Les éventuels effets

Pour une procédure d’appel, l’assistance d’un avocat est facultative sauf si le premier jugement est rendu par une cour d’assises. En général, elle a pour principal effet de suspendre l’exécution de la sanction c’est-à-dire que la cour d’appel peut confirmer la décision prise dans la première instance ou changer voire annuler celle-ci. Sachez que si le demandeur abuse la procédure d’appel, il est passible d’une amende de 3 000 euros avec le paiement de dommages et intérêts à la partie défenderesse. Notons aussi que cette procédure est gratuite sauf pour la procédure d’appel exigeant la présence obligatoire d’un avocat dont chacune des parties doit verser une somme de 225 euros.

Quels sont les rôles d’un avocat de la famille ?

Par définition, un avocat est un juriste qui a pour mission de représenter son client devant la cour de justice afin de le défendre et de faire valoir ses droits. Il peut prendre en charge plusieurs types d’affaires selon sa spécialité. Un avocat de la famille se concentre particulièrement au respect des droits des membres de la famille concernée. Ainsi, il sera en mesure de livrer ses services et ses conseils dans les affaires de concubinage, dans la garde des enfants, dans les affaires d’affiliation et de succession.

La mission d’un avocat de la famille dans une affaire de concubinage

Un couple en union libre ou en concubinage est un couple formé par deux personnes qui ne se sont pas mariées, mais qui vivent ensemble une vie de famille. Par conséquent, en cas de séparation, faire appel à un avocat de la famille pour lui réclamer des conseils vis-à-vis des mesures à prendre pour faire valoir leur droit. Dans ce cas, le recours au tribunal n’est pas nécessaire, car, il n’y a pas question d’acte de mariage ni d’engagement. Prendre conseil chez l’avocat de la famille est indispensable pour régler le conflit à l’aide d’une procédure à l’amiable.

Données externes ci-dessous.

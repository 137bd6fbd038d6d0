use thiserror::Error;

use crate::{
    primitives::{BillingMonth, TenantId},
    store::RentLedgerStoreError,
};

#[derive(Error, Debug)]
pub enum CoreRentError {
    #[error("CoreRentError - EsEntityError: {0}")]
    EsEntityError(es_entity::EsEntityError),
    #[error("CoreRentError - RentLedgerStoreError: {0}")]
    RentLedgerStoreError(#[from] RentLedgerStoreError),
    #[error("CoreRentError - TenantError: {0}")]
    TenantError(#[from] core_tenant::error::TenantError),
    #[error("CoreRentError - JobError: {0}")]
    JobError(#[from] job::error::JobError),
    #[error("CoreRentError - ZeroPaymentAmount")]
    ZeroPaymentAmount,
    #[error("CoreRentError - RentRecordNotFound: tenant {tenant_id} month {month}")]
    RentRecordNotFound {
        tenant_id: TenantId,
        month: BillingMonth,
    },
}

es_entity::from_es_entity_error!(CoreRentError);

Le rôle d’un avocat de la famille dans une procédure de divorce et de la garde des enfants

Lorsqu’un couple décide de se séparer, une procédure de divorce est appliquée afin de défaire le lien de mariage. Certes, cette séparation ne se résume pas à faire la signature des papiers de divorce et de payer les frais de l’avocat. L’avocat en droit de famille doit d’abord analyser la situation et ses circonstances. Il aura pour mission de représenter et de conseiller les deux personnes sur :

  • Le partage des biens : D’après la loi, l’attribution des biens accumulés durant les années de mariage doit se diviser en deux parties égales pour éviter tout préjudice.
  • La garde des enfants : Généralement, cette tâche revient souvent à la mère. Mais dans le cas où le père réclame la garde, il sera dans la mesure de démontrer et prouver sa paternité envers l’enfant. Cependant, l’avis de l’enfant est primordial sur le choix du parent auquel il décide de cohabiter. Néanmoins, les parents ne doivent en aucun cas interdire la visite de l’un et de l’autre.

Le rôle de l’avocat en droit de la famille dans les affaires de succession

Faire appel à un avocat professionnel en droit de la famille est indispensable dans les affaires de succession afin que chacun puisse jouir de ses droits en tant que successeur. L’avocat va donc intervenir dans la procédure en offrant ses conseils et ses indications dans l’exécution de sa propre succession. Il accompagnera la famille jusqu’à la décision finale concernant l’attribution des biens à chaque successeur respectif et assistera à la signature des documents.